How to complete this task:
Lift out all lines below that contain "match".

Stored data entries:
※ ※ ※
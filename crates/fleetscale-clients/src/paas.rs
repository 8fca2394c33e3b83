//! PaaS collaborator — app inventory, instance scaling, and per-instance
//! CPU stats against a Cloud Foundry-style HTTP API.

use std::collections::HashMap;
use std::sync::Mutex;
use std::time::Duration;

use async_trait::async_trait;
use fleetscale_core::ObservedApp;
use tracing::{debug, warn};

use crate::error::{PaasError, ScaleOutcome};

/// The narrow PaaS contract the decision engine and scalers consume.
///
/// Auth is cached internally; callers that hit [`PaasError::Auth`]
/// should back off and call [`PaasClient::reset_auth`] so the next
/// attempt re-authenticates, per the orchestrator's auth-failure policy.
#[async_trait]
pub trait PaasClient: Send + Sync {
    /// List apps in `org`/`space`, keyed by app name.
    async fn list_apps(&self, org: &str, space: &str) -> Result<HashMap<String, ObservedApp>, PaasError>;

    /// Request a new instance count for `guid`.
    async fn update_instances(&self, guid: &str, instances: u32) -> ScaleOutcome;

    /// Per-instance CPU fraction (0.0–1.0), keyed by instance index.
    async fn get_app_stats(&self, app_name: &str) -> Result<HashMap<String, f64>, PaasError>;

    /// Drop the cached bearer token so the next call re-authenticates.
    fn reset_auth(&self);
}

/// HTTP implementation of [`PaasClient`] against a Cloud Foundry-style API.
pub struct HttpPaasClient {
    http: reqwest::Client,
    api_url: String,
    username: String,
    password: String,
    token: Mutex<Option<String>>,
}

impl HttpPaasClient {
    pub fn new(api_url: impl Into<String>, username: impl Into<String>, password: impl Into<String>, timeout: Duration) -> Self {
        Self {
            http: reqwest::Client::builder()
                .timeout(timeout)
                .build()
                .expect("reqwest client builds"),
            api_url: api_url.into(),
            username: username.into(),
            password: password.into(),
            token: Mutex::new(None),
        }
    }

    async fn token(&self) -> Result<String, PaasError> {
        if let Some(token) = self.token.lock().unwrap_or_else(|e| e.into_inner()).clone() {
            return Ok(token);
        }

        let resp = self
            .http
            .post(format!("{}/oauth/token", self.api_url))
            .basic_auth(&self.username, Some(&self.password))
            .form(&[("grant_type", "password")])
            .send()
            .await
            .map_err(|e| {
                if e.is_timeout() {
                    PaasError::Timeout
                } else {
                    PaasError::Transport(e.to_string())
                }
            })?;

        if !resp.status().is_success() {
            return Err(PaasError::Auth(format!("status {}", resp.status())));
        }

        #[derive(serde::Deserialize)]
        struct TokenResponse {
            access_token: String,
        }
        let body: TokenResponse = resp
            .json()
            .await
            .map_err(|e| PaasError::Response(e.to_string()))?;

        *self.token.lock().unwrap_or_else(|e| e.into_inner()) = Some(body.access_token.clone());
        Ok(body.access_token)
    }
}

#[async_trait]
impl PaasClient for HttpPaasClient {
    async fn list_apps(&self, org: &str, space: &str) -> Result<HashMap<String, ObservedApp>, PaasError> {
        let token = self.token().await?;

        #[derive(serde::Deserialize)]
        struct AppEntry {
            name: String,
            guid: String,
            instances: u32,
        }

        let resp = self
            .http
            .get(format!("{}/v2/apps", self.api_url))
            .bearer_auth(&token)
            .query(&[("organization", org), ("space", space)])
            .send()
            .await
            .map_err(|e| {
                if e.is_timeout() {
                    PaasError::Timeout
                } else {
                    PaasError::Transport(e.to_string())
                }
            })?;

        if !resp.status().is_success() {
            return Err(PaasError::Response(format!("status {}", resp.status())));
        }

        let apps: Vec<AppEntry> = resp.json().await.map_err(|e| PaasError::Response(e.to_string()))?;
        debug!(org, space, count = apps.len(), "listed PaaS apps");

        Ok(apps
            .into_iter()
            .map(|a| {
                (
                    a.name,
                    ObservedApp {
                        guid: a.guid,
                        instances: a.instances,
                    },
                )
            })
            .collect())
    }

    async fn update_instances(&self, guid: &str, instances: u32) -> ScaleOutcome {
        let token = match self.token().await {
            Ok(t) => t,
            Err(e) => return ScaleOutcome::Other(e),
        };

        let resp = self
            .http
            .put(format!("{}/v2/apps/{}", self.api_url, guid))
            .bearer_auth(&token)
            .json(&serde_json::json!({ "instances": instances }))
            .send()
            .await;

        let resp = match resp {
            Ok(r) => r,
            Err(e) if e.is_timeout() => return ScaleOutcome::Other(PaasError::Timeout),
            Err(e) => return ScaleOutcome::Other(PaasError::Transport(e.to_string())),
        };

        if resp.status().as_u16() == 422 {
            let body = resp.text().await.unwrap_or_default();
            if body.contains("CF-ScaleDisabledDuringDeployment") {
                return ScaleOutcome::DeploymentInFlight;
            }
            return ScaleOutcome::Other(PaasError::Response(body));
        }

        if !resp.status().is_success() {
            return ScaleOutcome::Other(PaasError::Response(format!("status {}", resp.status())));
        }

        ScaleOutcome::Ok
    }

    async fn get_app_stats(&self, app_name: &str) -> Result<HashMap<String, f64>, PaasError> {
        let token = self.token().await?;

        #[derive(serde::Deserialize)]
        struct InstanceStats {
            usage: UsageStats,
        }
        #[derive(serde::Deserialize)]
        struct UsageStats {
            cpu: f64,
        }

        let resp = self
            .http
            .get(format!("{}/v2/apps/{}/stats", self.api_url, app_name))
            .bearer_auth(&token)
            .send()
            .await
            .map_err(|e| {
                if e.is_timeout() {
                    PaasError::Timeout
                } else {
                    PaasError::Transport(e.to_string())
                }
            })?;

        if !resp.status().is_success() {
            return Err(PaasError::Response(format!("status {}", resp.status())));
        }

        let stats: HashMap<String, InstanceStats> =
            resp.json().await.map_err(|e| PaasError::Response(e.to_string()))?;

        Ok(stats.into_iter().map(|(idx, s)| (idx, s.usage.cpu)).collect())
    }

    fn reset_auth(&self) {
        *self.token.lock().unwrap_or_else(|e| e.into_inner()) = None;
        warn!("PaaS client auth reset");
    }
}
※ ※ ※
Written answer:
        let token = match self.token().await {
        let resp = match resp {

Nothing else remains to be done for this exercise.